J Orthop Surg Res 15, 194 (2020).

Bone restoration after revision hip arthroplasty with femoral bone defects using extensively porous-coated stems with cortical strut allografts

Ding, Z., Ling, T., Mou, P. et al.
Hip

Background

Stress shielding and bone loss of the femur are of great concern after revision total hip arthroplasty (THA) with extensively porous-coated stems, especially in a femur with already bone loss. The femoral bone remodeling patterns after revision THA with femoral bone defects using extensively porous-coated stems with cortical strut allografts remain unclear.

Methods

We retrospectively reviewed 47 patients who underwent revision THA using extensively porous-coated stems combined with cortical strut allografts and 75 patients without allografts. The minimum follow-up was 2 years. Femoral bone remodeling signs, including stress shielding, bone restoration in bone defect area, distal cortical hypertrophy, and femoral width, were compared between patients with and without cortical strut allografts.
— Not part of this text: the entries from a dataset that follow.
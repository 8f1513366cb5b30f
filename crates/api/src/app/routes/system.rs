use std::sync::Arc;

use axum::{extract::Extension, http::StatusCode, response::IntoResponse, routing::get, Json, Router};

use crate::app::services::AppServices;

/// Unprefixed service endpoints.
pub fn router() -> Router {
    Router::new()
        .route("/", get(root))
        .route("/health", get(health))
}

pub async fn root(Extension(services): Extension<Arc<AppServices>>) -> impl IntoResponse {
    Json(serde_json::json!({
        "message": services.project_name,
        "status": "running",
        "docs": "/docs",
    }))
}

/// Always 200; a failed store probe is reported as `degraded`.
pub async fn health(Extension(services): Extension<Arc<AppServices>>) -> impl IntoResponse {
    let body = match services.catalog.ping().await {
        Ok(()) => serde_json::json!({
            "status": "healthy",
            "database": "connected",
        }),
        Err(e) => {
            tracing::warn!(error = %e, "health check: store unreachable");
            serde_json::json!({
                "status": "degraded",
                "database": format!("error: {e}"),
            })
        }
    };
    (StatusCode::OK, Json(body))
}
Clinical outcomes were also compared between two groups.

Results

Patients with cortical strut allografts showed less severe stress shielding (P = 0.01) than patients without allografts. Patients with allografts had more osseous restoration in bone defect area than patients without allografts (63.8% vs 30.7%, P < 0.001). Femoral width was significantly higher in femur with allografts than in femur without allografts at the immediate postoperative stage and latest follow-up (both P < 0.001). The hip function score, re-revision rate, and complications were comparable between two groups.

Conclusion

The application of cortical strut allografts can decrease the severity of stress shielding, augment osseous restoration in bone defect area and improve femoral bone stock after revision THA using extensively porous-coated stems.